No final da encenação, de forma espontânea, os atores abraçaram-se em resposta aos laços que criaram e pela concretização e sucesso da peça teatral. Os sorrisos que expressaram validam a importância de “colocarmos humor nas nossas vidas”, tal como nos sugere a décima recomendação da SMP (Lluch-Canut, 2011). Mais se acresce que, o teatro, porque assenta na “diversão e no prazer, tem o poder de encantar, fazer rir e chorar, a partir do debate e reflexão de temas importantes, expondo a realidade do mundo e dos homens” e ainda que, pela dramatização, se “consegue alterar a rotina e impor desafios que só podem ser superados em grupo” (Machado et al., 2015, p. 125) tal como foi vivenciado nesta experiência que envolveu utentes, enfermeiros e estudantes de enfermagem.
A análise dos registos de enfermagem no Sclínico (Sistema de informação evolutivo que prevê a uniformização dos registos clínicos, centrada no doente e comum aos prestadores de cuidados de saúde), relativamente à participação e resposta comportamental da pessoa portadora de doença mental a este tipo de programas, permitiu reconhecer o alcance de resultados de enfermagem, nomeadamente, para o diagnóstico de enfermagem potencial de recuperação da pessoa com doença mental. Os registos de enfermagem são, por este motivo, imprescindíveis no decurso deste processo pelo facto de documentarem os indicadores de resultado para cada sessão, assim como, a verificação dos resultados de enfermagem definidos para o final do programa de intervenções psicoterapêuticas.
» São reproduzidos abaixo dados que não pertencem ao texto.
//! 备份 Provider
//!
//! 每种 (工作负载, 管理类型) 组合对应一个 Provider，
//! 所有 Provider 暴露同一组操作，不支持的操作直接返回 `NotSupported`。

mod common;
mod dpm;
mod iaasvm;
mod mab;
pub mod params;
pub mod registry;
mod sql;

pub use dpm::DpmProvider;
pub use iaasvm::IaasVmProvider;
pub use mab::MabProvider;
pub use params::{ParamKey, ParamValue, ProviderData};
pub use registry::{get_provider, get_provider_for_container, provider_kind};
pub use sql::SqlProvider;

use crate::client::Submission;
use crate::error::{Result, VaultError};
use crate::models::{OperationHandle, ProtectedItem, ProtectionContainer, ProtectionPolicy, RecoveryPoint};
use crate::policy::wire::ProtectionPolicyResource;
use crate::policy::{BackupSchedule, RetentionPolicy};
use async_trait::async_trait;
use std::fmt;
use std::ops::Deref;

/// Provider 操作
#[derive(Debug, Clone, Copy, PartialEq, Eq, Hash)]
pub enum ProviderOperation {
    EnableProtection,
    DisableProtection,
    TriggerBackup,
    TriggerRestore,
    GetProtectedItem,
    GetRecoveryPointDetails,
    ListRecoveryPoints,
    CreatePolicy,
    ModifyPolicy,
    GetPolicy,
    DeletePolicy,
    ListProtectionContainers,
    GetDefaultSchedulePolicyObject,
    GetDefaultRetentionPolicyObject,
    ProvisionItemLevelRecoveryAccess,
    RevokeItemLevelRecoveryAccess,
    ExploreRecoveryPoint,
}

impl ProviderOperation {
    pub const ALL: [ProviderOperation; 17] = [
        ProviderOperation::EnableProtection,
        ProviderOperation::DisableProtection,
        ProviderOperation::TriggerBackup,
        ProviderOperation::TriggerRestore,
        ProviderOperation::GetProtectedItem,
        ProviderOperation::GetRecoveryPointDetails,
        ProviderOperation::ListRecoveryPoints,
        ProviderOperation::CreatePolicy,
        ProviderOperation::ModifyPolicy,
        ProviderOperation::GetPolicy,
        ProviderOperation::DeletePolicy,
        ProviderOperation::ListProtectionContainers,
        ProviderOperation::GetDefaultSchedulePolicyObject,
        ProviderOperation::GetDefaultRetentionPolicyObject,
        ProviderOperation::ProvisionItemLevelRecoveryAccess,
        ProviderOperation::RevokeItemLevelRecoveryAccess,
        ProviderOperation::ExploreRecoveryPoint,
    ];
}

impl fmt::Display for ProviderOperation {
    fn fmt(&self, f: &mut fmt::Formatter<'_>) -> fmt::Result {
        fmt::Debug::fmt(self, f)
    }
}

/// 已注册的 Provider 种类
#[derive(Debug, Clone, Copy, PartialEq, Eq, Hash)]
pub enum ProviderKind {
    IaasVm,
    AzureSql,
    Dpm,
    Mab,
}

impl ProviderKind {
    pub const ALL: [ProviderKind; 4] = [
        ProviderKind::IaasVm,
        ProviderKind::AzureSql,
        ProviderKind::Dpm,
        ProviderKind::Mab,
    ];

    pub fn name(&self) -> &'static str {
        match self {
            ProviderKind::IaasVm => "IaasVm",
            ProviderKind::AzureSql => "AzureSql",
            ProviderKind::Dpm => "Dpm",
            ProviderKind::Mab => "Mab",
        }
    }

    /// 该 Provider 是否实现了指定操作
    pub fn supports(&self, operation: ProviderOperation) -> bool {
        use ProviderOperation::*;
        match self {
            ProviderKind::IaasVm => true,
            ProviderKind::AzureSql => matches!(
                operation,
                DisableProtection
                    | GetProtectedItem
                    | GetRecoveryPointDetails
                    | ListRecoveryPoints
                    | CreatePolicy
                    | ModifyPolicy
                    | GetPolicy
                    | DeletePolicy
                    | ListProtectionContainers
                    | GetDefaultSchedulePolicyObject
                    | GetDefaultRetentionPolicyObject
            ),
            ProviderKind::Dpm => matches!(
                operation,
                GetProtectedItem
                    | GetRecoveryPointDetails
                    | ListRecoveryPoints
                    | ListProtectionContainers
            ),
            ProviderKind::Mab => matches!(
                operation,
                DisableProtection
                    | GetProtectedItem
                    | GetRecoveryPointDetails
                    | ListRecoveryPoints
                    | ListProtectionContainers
            ),
        }
    }

    pub fn operations(&self) -> Vec<ProviderOperation> {
        ProviderOperation::ALL
            .into_iter()
            .filter(|op| self.supports(*op))
            .collect()
    }
}

impl fmt::Display for ProviderKind {
    fn fmt(&self, f: &mut fmt::Formatter<'_>) -> fmt::Result {
        f.write_str(self.name())
    }
}

fn unsupported(kind: ProviderKind, operation: ProviderOperation) -> VaultError {
    VaultError::not_supported(format!("{kind} Provider 不支持 {operation} 操作"))
}

/// Provider 统一操作集
///
/// 默认实现全部返回 `NotSupported`，各 Provider 只覆盖自己支持的操作。
#[async_trait]
pub trait BackupProvider: Send + Sync {
    fn kind(&self) -> ProviderKind;

    async fn enable_protection(&self) -> Result<OperationHandle> {
        Err(unsupported(self.kind(), ProviderOperation::EnableProtection))
    }

    async fn disable_protection(&self) -> Result<OperationHandle> {
        Err(unsupported(self.kind(), ProviderOperation::DisableProtection))
    }

    async fn trigger_backup(&self) -> Result<OperationHandle> {
        Err(unsupported(self.kind(), ProviderOperation::TriggerBackup))
    }

    async fn trigger_restore(&self) -> Result<OperationHandle> {
        Err(unsupported(self.kind(), ProviderOperation::TriggerRestore))
    }

    async fn get_protected_item(&self) -> Result<ProtectedItem> {
        Err(unsupported(self.kind(), ProviderOperation::GetProtectedItem))
    }

    async fn get_recovery_point_details(&self) -> Result<RecoveryPoint> {
        Err(unsupported(self.kind(), ProviderOperation::GetRecoveryPointDetails))
    }

    async fn list_recovery_points(&self) -> Result<Vec<RecoveryPoint>> {
        Err(unsupported(self.kind(), ProviderOperation::ListRecoveryPoints))
    }

    async fn create_policy(&self) -> Result<Submission<ProtectionPolicyResource>> {
        Err(unsupported(self.kind(), ProviderOperation::CreatePolicy))
    }

    async fn modify_policy(&self) -> Result<Submission<ProtectionPolicyResource>> {
        Err(unsupported(self.kind(), ProviderOperation::ModifyPolicy))
    }

    async fn get_policy(&self) -> Result<ProtectionPolicy> {
        Err(unsupported(self.kind(), ProviderOperation::GetPolicy))
    }

    async fn delete_policy(&self) -> Result<Submission<()>> {
        Err(unsupported(self.kind(), ProviderOperation::DeletePolicy))
    }

    async fn list_protection_containers(&self) -> Result<Vec<ProtectionContainer>> {
        Err(unsupported(self.kind(), ProviderOperation::ListProtectionContainers))
    }

    fn get_default_schedule_policy_object(&self) -> Result<BackupSchedule> {
        Err(unsupported(self.kind(), ProviderOperation::GetDefaultSchedulePolicyObject))
    }

    fn get_default_retention_policy_object(&self) -> Result<Vec<RetentionPolicy>> {
        Err(unsupported(self.kind(), ProviderOperation::GetDefaultRetentionPolicyObject))
    }

    async fn provision_item_level_recovery_access(&self) -> Result<OperationHandle> {
        Err(unsupported(self.kind(), ProviderOperation::ProvisionItemLevelRecoveryAccess))
    }

    async fn revoke_item_level_recovery_access(&self) -> Result<OperationHandle> {
        Err(unsupported(self.kind(), ProviderOperation::RevokeItemLevelRecoveryAccess))
    }

    async fn explore_recovery_point(&self) -> Result<OperationHandle> {
        Err(unsupported(self.kind(), ProviderOperation::ExploreRecoveryPoint))
    }
}

/// 注册表返回的 Provider，封闭的变体集合
pub enum ProviderHandle<'a> {
    IaasVm(IaasVmProvider<'a>),
    AzureSql(SqlProvider<'a>),
    Dpm(DpmProvider<'a>),
    Mab(MabProvider<'a>),
}

impl<'a> ProviderHandle<'a> {
    pub fn kind(&self) -> ProviderKind {
        self.deref().kind()
    }

    pub fn supports(&self, operation: ProviderOperation) -> bool {
        self.kind().supports(operation)
    }

    /// 在发起任何服务端调用前检查操作是否受支持
    pub fn ensure_supports(&self, operation: ProviderOperation) -> Result<()> {
        if self.supports(operation) {
            Ok(())
        } else {
            Err(unsupported(self.kind(), operation))
        }
    }
}

impl<'a> Deref for ProviderHandle<'a> {
    type Target = dyn BackupProvider + 'a;

    fn deref(&self) -> &Self::Target {
        match self {
            ProviderHandle::IaasVm(provider) => provider,
            ProviderHandle::AzureSql(provider) => provider,
            ProviderHandle::Dpm(provider) => provider,
            ProviderHandle::Mab(provider) => provider,
        }
    }
}

impl fmt::Debug for ProviderHandle<'_> {
    fn fmt(&self, f: &mut fmt::Formatter<'_>) -> fmt::Result {
        f.debug_tuple("ProviderHandle").field(&self.kind()).finish()
    }
}
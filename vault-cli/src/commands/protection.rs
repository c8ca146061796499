use crate::app::CliApp;
use crate::cli::{ItemArgs, ProtectionCommand};
use crate::utils::print_json;
use tracing::info;
use vault_core::models::ProtectedItem;
use vault_core::protection::ProtectionTarget;

/// 按命令行参数查询受保护项
pub async fn resolve_item(app: &CliApp, target: &ItemArgs) -> anyhow::Result<ProtectedItem> {
    let item_ref = target.item_ref()?;
    let item = app
        .manager
        .get_protected_item(target.workload, target.management_type, item_ref)
        .await?;
    Ok(item)
}

/// 处理保护相关命令
pub async fn handle_protection_command(
    app: &CliApp,
    command: ProtectionCommand,
) -> anyhow::Result<()> {
    match command {
        ProtectionCommand::Enable { target, policy } => {
            let policy = app
                .manager
                .get_policy(target.workload, target.management_type, &policy)
                .await?;
            // 指定虚拟机时按新保护处理，否则为已有受保护项切换策略
            let protection_target = match target.vm_identity()? {
                Some(vm) => ProtectionTarget::Vm(vm),
                None => ProtectionTarget::Item(resolve_item(app, &target).await?),
            };

            info!("🛡️  开启保护，使用策略: {}", policy.name);
            let job = app.manager.enable_protection(protection_target, &policy).await?;
            info!("✅ 保护已开启");
            print_json(&job)
        }
        ProtectionCommand::Disable { target } => {
            let item = resolve_item(app, &target).await?;
            info!("🛑 停止保护: {}", item.friendly_name);
            let job = app.manager.disable_protection(&item).await?;
            info!("✅ 保护已停止");
            print_json(&job)
        }
        ProtectionCommand::Item { target } => {
            let item = resolve_item(app, &target).await?;
            print_json(&item)
        }
    }
}

/// 立即备份
pub async fn run_backup(app: &CliApp, target: &ItemArgs) -> anyhow::Result<()> {
    let item = resolve_item(app, target).await?;
    info!("💾 开始备份: {}", item.friendly_name);
    let job = app.manager.trigger_backup(&item).await?;
    info!("✅ 备份任务已完成提交");
    print_json(&job)
}

/// 从恢复点恢复到指定存储账户
pub async fn run_restore(
    app: &CliApp,
    target: &ItemArgs,
    recovery_point_id: &str,
    storage_account: &str,
) -> anyhow::Result<()> {
    let item = resolve_item(app, target).await?;
    let recovery_point = app.manager.get_recovery_point(&item, recovery_point_id).await?;

    info!(
        "♻️  从恢复点 {} 恢复 {}，存储账户: {}",
        recovery_point.name, item.friendly_name, storage_account
    );
    let job = app
        .manager
        .restore_item(&recovery_point, &item, storage_account)
        .await?;
    info!("✅ 恢复任务已完成提交");
    print_json(&job)
}
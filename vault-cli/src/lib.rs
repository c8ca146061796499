// 私有模块声明
mod app;
mod cli;
mod commands;
mod init;
pub mod project_info; // 公开项目信息模块
mod utils;

// 通过 pub use 精确控制对外暴露的接口
pub use app::CliApp;
pub use cli::{Cli, Commands};
pub use commands::run_providers;
pub use init::run_init;
pub use utils::setup_logging;
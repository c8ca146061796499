use crate::config::ServiceConfig;
use crate::constants::api::{self, endpoints};
use crate::error::Result;
use crate::models::{ItemRef, VaultContext};
use std::fmt;
use url::Url;

/// 备份服务端点配置
///
/// 保管库根路径在构造时解析一次，各端点只替换剩余占位符。
#[derive(Debug, Clone)]
pub struct ApiEndpoints {
    base_url: String,
    api_version: String,
    vault: VaultContext,
    vault_root: String,
}

impl ApiEndpoints {
    pub fn from_config(service: &ServiceConfig) -> Self {
        let vault = service.vault_context();
        let vault_root = endpoints::VAULT_ROOT
            .replace("{subscription}", &vault.subscription_id)
            .replace("{resource_group}", &vault.resource_group)
            .replace("{vault}", &vault.vault_name);

        Self {
            base_url: service.base_url.trim_end_matches('/').to_string(),
            api_version: service.api_version.clone(),
            vault,
            vault_root,
        }
    }

    /// 当前保管库标识
    pub fn vault(&self) -> &VaultContext {
        &self.vault
    }

    pub fn base_url(&self) -> &str {
        &self.base_url
    }

    pub fn api_version(&self) -> &str {
        &self.api_version
    }

    fn build(&self, path: &str, api_version: &str) -> Result<Url> {
        let mut url = Url::parse(&format!("{}{}", self.base_url, path))?;
        url.query_pairs_mut().append_pair("api-version", api_version);
        Ok(url)
    }

    /// 保管库下的端点完整URL
    pub fn vault_url(&self, endpoint: &str) -> Result<Url> {
        self.build(&format!("{}{}", self.vault_root, endpoint), &self.api_version)
    }

    fn item_endpoint(template: &str, item: &ItemRef) -> String {
        template
            .replace("{fabric}", api::DEFAULT_FABRIC)
            .replace("{container}", &item.container_name)
            .replace("{item}", &item.item_name)
    }

    fn recovery_point_endpoint(template: &str, item: &ItemRef, recovery_point: &str) -> String {
        Self::item_endpoint(template, item).replace("{recovery_point}", recovery_point)
    }

    pub fn policies_url(&self) -> Result<Url> {
        self.vault_url(endpoints::POLICIES)
    }

    pub fn policy_url(&self, name: &str) -> Result<Url> {
        self.vault_url(&endpoints::POLICY.replace("{policy}", name))
    }

    pub fn containers_url(&self) -> Result<Url> {
        self.vault_url(endpoints::CONTAINERS)
    }

    pub fn protected_item_url(&self, item: &ItemRef) -> Result<Url> {
        self.vault_url(&Self::item_endpoint(endpoints::PROTECTED_ITEM, item))
    }

    pub fn backup_url(&self, item: &ItemRef) -> Result<Url> {
        self.vault_url(&Self::item_endpoint(endpoints::BACKUP, item))
    }

    pub fn recovery_points_url(&self, item: &ItemRef) -> Result<Url> {
        self.vault_url(&Self::item_endpoint(endpoints::RECOVERY_POINTS, item))
    }

    pub fn recovery_point_url(&self, item: &ItemRef, recovery_point: &str) -> Result<Url> {
        self.vault_url(&Self::recovery_point_endpoint(
            endpoints::RECOVERY_POINT,
            item,
            recovery_point,
        ))
    }

    pub fn restore_url(&self, item: &ItemRef, recovery_point: &str) -> Result<Url> {
        self.vault_url(&Self::recovery_point_endpoint(
            endpoints::RESTORE,
            item,
            recovery_point,
        ))
    }

    pub fn provision_ilr_url(&self, item: &ItemRef, recovery_point: &str) -> Result<Url> {
        self.vault_url(&Self::recovery_point_endpoint(
            endpoints::PROVISION_ILR,
            item,
            recovery_point,
        ))
    }

    pub fn revoke_ilr_url(&self, item: &ItemRef, recovery_point: &str) -> Result<Url> {
        self.vault_url(&Self::recovery_point_endpoint(
            endpoints::REVOKE_ILR,
            item,
            recovery_point,
        ))
    }

    pub fn job_url(&self, job_id: &str) -> Result<Url> {
        self.vault_url(&endpoints::JOB.replace("{job}", job_id))
    }

    pub fn cancel_job_url(&self, job_id: &str) -> Result<Url> {
        self.vault_url(&endpoints::CANCEL_JOB.replace("{job}", job_id))
    }

    pub fn classic_storage_accounts_url(&self) -> Result<Url> {
        self.build(
            &endpoints::CLASSIC_STORAGE_ACCOUNTS.replace("{subscription}", &self.vault.subscription_id),
            api::CLASSIC_STORAGE_API_VERSION,
        )
    }

    pub fn storage_accounts_url(&self) -> Result<Url> {
        self.build(
            &endpoints::STORAGE_ACCOUNTS.replace("{subscription}", &self.vault.subscription_id),
            api::STORAGE_API_VERSION,
        )
    }

    /// 获取所有端点信息，用于CLI帮助显示
    pub fn get_endpoints_info(&self) -> Vec<(&str, String)> {
        let vault = |endpoint: &str| format!("{}{}{}", self.base_url, self.vault_root, endpoint);
        vec![
            ("服务器地址", self.base_url.clone()),
            ("API 版本", self.api_version.clone()),
            ("保管库", vault("")),
            ("保管库区域", self.vault.location.clone()),
            ("保护策略", vault(endpoints::POLICIES)),
            ("保护容器", vault(endpoints::CONTAINERS)),
            ("备份作业", vault(&endpoints::JOB.replace("{job}", "<job>"))),
        ]
    }
}

impl fmt::Display for ApiEndpoints {
    fn fmt(&self, f: &mut fmt::Formatter<'_>) -> fmt::Result {
        writeln!(f, "当前API配置:")?;
        for (name, url) in self.get_endpoints_info() {
            writeln!(f, "  {name}: {url}")?;
        }
        Ok(())
    }
}
/// 保留策略相关常量
pub mod retention {
    /// 每日保留数量下限
    pub const DAILY_MIN: u32 = 7;
    /// 每日保留数量上限
    pub const DAILY_MAX: u32 = 90;

    pub const WEEKLY_MIN: u32 = 1;
    pub const WEEKLY_MAX: u32 = 30;

    pub const MONTHLY_MIN: u32 = 1;
    pub const MONTHLY_MAX: u32 = 24;

    pub const YEARLY_MIN: u32 = 1;
    pub const YEARLY_MAX: u32 = 99;

    /// 代表"当月最后一天"的日期值
    /// 与服务端约定，无论当月实际天数均编码为 29
    pub const LAST_DAY_OF_MONTH: u8 = 29;

    /// 普通日期的上限，超过则只能用 LAST_DAY_OF_MONTH
    pub const MAX_EXPLICIT_DAY_OF_MONTH: u8 = 28;
}

/// 策略名称校验常量
pub mod policy_name {
    /// 策略名称正则
    pub const PATTERN: &str = "^[A-Za-z][-A-Za-z0-9]*[A-Za-z0-9]$";

    pub const MIN_LENGTH: usize = 3;
    pub const MAX_LENGTH: usize = 150;
}

/// 备份计划相关常量
pub mod schedule {
    /// 运行时间按分钟对齐的粒度
    pub const SLOT_MINUTES: u32 = 30;

    /// 服务端唯一支持的备份类型
    pub const BACKUP_TYPE_FULL: &str = "Full";

    /// 默认策略的运行时刻 (UTC)
    pub const DEFAULT_RUN_HOUR: u32 = 22;
    pub const DEFAULT_RUN_MINUTE: u32 = 30;

    /// 默认策略的各层保留数量
    pub const DEFAULT_DAILY_RETENTION: u32 = 30;
    pub const DEFAULT_WEEKLY_RETENTION: u32 = 12;
    pub const DEFAULT_MONTHLY_RETENTION: u32 = 12;
    pub const DEFAULT_YEARLY_RETENTION: u32 = 10;
}

/// 异步操作跟踪常量
pub mod tracking {
    /// 两次轮询之间的固定间隔（秒）
    pub const DEFAULT_POLL_INTERVAL_SECS: u64 = 5;

    /// 默认整体超时（秒），0 表示不限制
    pub const DEFAULT_TIMEOUT_SECS: u64 = 0;
}

/// API服务相关常量
pub mod api {
    /// 默认管理端地址
    pub const DEFAULT_BASE_URL: &str = "https://management.azure.com";

    /// 默认 API 版本
    pub const DEFAULT_API_VERSION: &str = "2016-06-01";

    /// 默认备份 fabric
    pub const DEFAULT_FABRIC: &str = "Azure";

    /// 存储账户查询使用的 API 版本
    pub const STORAGE_API_VERSION: &str = "2016-01-01";
    pub const CLASSIC_STORAGE_API_VERSION: &str = "2015-12-01";

    /// 访问令牌环境变量
    pub const ACCESS_TOKEN_ENV: &str = "VAULT_ACCESS_TOKEN";

    /// API端点路径，均相对于保管库根路径
    pub mod endpoints {
        /// 保管库根路径（包含占位符）
        pub const VAULT_ROOT: &str = "/subscriptions/{subscription}/resourceGroups/{resource_group}/providers/Microsoft.RecoveryServices/vaults/{vault}";

        pub const POLICIES: &str = "/backupPolicies";
        pub const POLICY: &str = "/backupPolicies/{policy}";

        pub const CONTAINERS: &str = "/backupProtectionContainers";

        /// 受保护项（包含 fabric / container / item 占位符）
        pub const PROTECTED_ITEM: &str = "/backupFabrics/{fabric}/protectionContainers/{container}/protectedItems/{item}";
        pub const BACKUP: &str = "/backupFabrics/{fabric}/protectionContainers/{container}/protectedItems/{item}/backup";
        pub const RECOVERY_POINTS: &str = "/backupFabrics/{fabric}/protectionContainers/{container}/protectedItems/{item}/recoveryPoints";
        pub const RECOVERY_POINT: &str = "/backupFabrics/{fabric}/protectionContainers/{container}/protectedItems/{item}/recoveryPoints/{recovery_point}";
        pub const RESTORE: &str = "/backupFabrics/{fabric}/protectionContainers/{container}/protectedItems/{item}/recoveryPoints/{recovery_point}/restore";
        pub const PROVISION_ILR: &str = "/backupFabrics/{fabric}/protectionContainers/{container}/protectedItems/{item}/recoveryPoints/{recovery_point}/provisionInstantItemRecovery";
        pub const REVOKE_ILR: &str = "/backupFabrics/{fabric}/protectionContainers/{container}/protectedItems/{item}/recoveryPoints/{recovery_point}/revokeInstantItemRecovery";

        pub const JOB: &str = "/backupJobs/{job}";
        pub const CANCEL_JOB: &str = "/backupJobs/{job}/cancel";

        /// 存储账户查询，相对于订阅根路径
        pub const CLASSIC_STORAGE_ACCOUNTS: &str = "/subscriptions/{subscription}/providers/Microsoft.ClassicStorage/storageAccounts";
        pub const STORAGE_ACCOUNTS: &str = "/subscriptions/{subscription}/providers/Microsoft.Storage/storageAccounts";
    }

    /// HTTP相关常量
    pub mod http {
        /// 请求追踪头
        pub const CLIENT_REQUEST_ID_HEADER: &str = "x-ms-client-request-id";

        /// 请求追踪 ID 后缀
        pub const CLIENT_REQUEST_ID_SUFFIX: &str = "-cli";

        /// 异步操作状态头
        pub const ASYNC_OPERATION_HEADER: &str = "Azure-AsyncOperation";

        /// 默认请求超时时间（秒）
        pub const DEFAULT_TIMEOUT: u64 = 60;

        /// 用户代理
        pub const USER_AGENT: &str = concat!("vault-cli/", env!("CARGO_PKG_VERSION"));
    }
}

/// IaaS 虚拟机相关常量
pub mod vm {
    /// 经典虚拟机容器名称前缀，Compute 虚拟机为 iaasvmcontainer;iaasvmcontainerv2;
    pub const CLASSIC_CONTAINER_PREFIX: &str = "iaasvmcontainer;iaasvmcontainer;";

    pub const CLASSIC_ITEM_TYPE: &str = "Microsoft.ClassicCompute/virtualMachines";

    pub const COMPUTE_ITEM_TYPE: &str = "Microsoft.Compute/virtualMachines";
}

/// 配置文件相关常量
pub mod config {
    /// 按优先级查找的配置文件名
    pub const CONFIG_FILE_NAMES: [&str; 3] =
        ["config.toml", "vault-client.toml", ".vault-client.toml"];

    /// 默认配置文件名
    pub const DEFAULT_CONFIG_FILE: &str = "config.toml";
}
Como constrangimento salienta-se o facto do programa não ter sido planeado por forma a avaliar-se a SMP dos participantes, antes e após sessões, com recurso ao Questionário de avaliação da SMP de Lluch-Canut (1999, 2002) e validado, em Portugal, por Sequeira et al. (2014) pelo que se considera relevante que futuros programas, com intervenções autónomas desta natureza e área de especialização, sigam a estrutura apresentada por Teixeira et al. (2020) e Lluch-Canut (2020) para programas de promoção da SMP.
Conclusão
A encenação do Decálogo da SMP foi eficaz na expressão de emoções positivas e resultou na satisfação e bem-estar de todas as pessoas envolvidas: utentes, enfermeiros e estudantes. Revelou-se uma experiência significativa, pois contribuiu para o alcance do equilíbrio, que os seis fatores do MMSMP oferecem, pelo que se sugere um maior investimento neste tipo de intervenções psicoterapêuticas por parte do enfermeiro ESMP.
Iniciativas que promovam a valorização, reconhecimento e divulgação das capacidades criativas da pessoa com doença mental devem ser incentivadas e fazer parte da prática clínica, pois contribuem para o autoconhecimento, autoestima e bem-estar destas pessoas. A encenação contribuiu, ainda, para a redução do estigma em saúde mental, uma vez que nesta experiência não existiram doentes, enfermeiros e estudantes, apenas pessoas.
Agradecimentos
As autoras deste artigo agradecem ao serviço o apoio na concretização deste programa e, especialmente, aos utentes envolvidos uma vez que sem estes não seria possível esta experiência. À doutora Lluch-Canut, agradecem pelo seu legado na promoção da SMP e, porque assim que soube desta experiência, incentivou e apoiou a divulgá-la aos pares.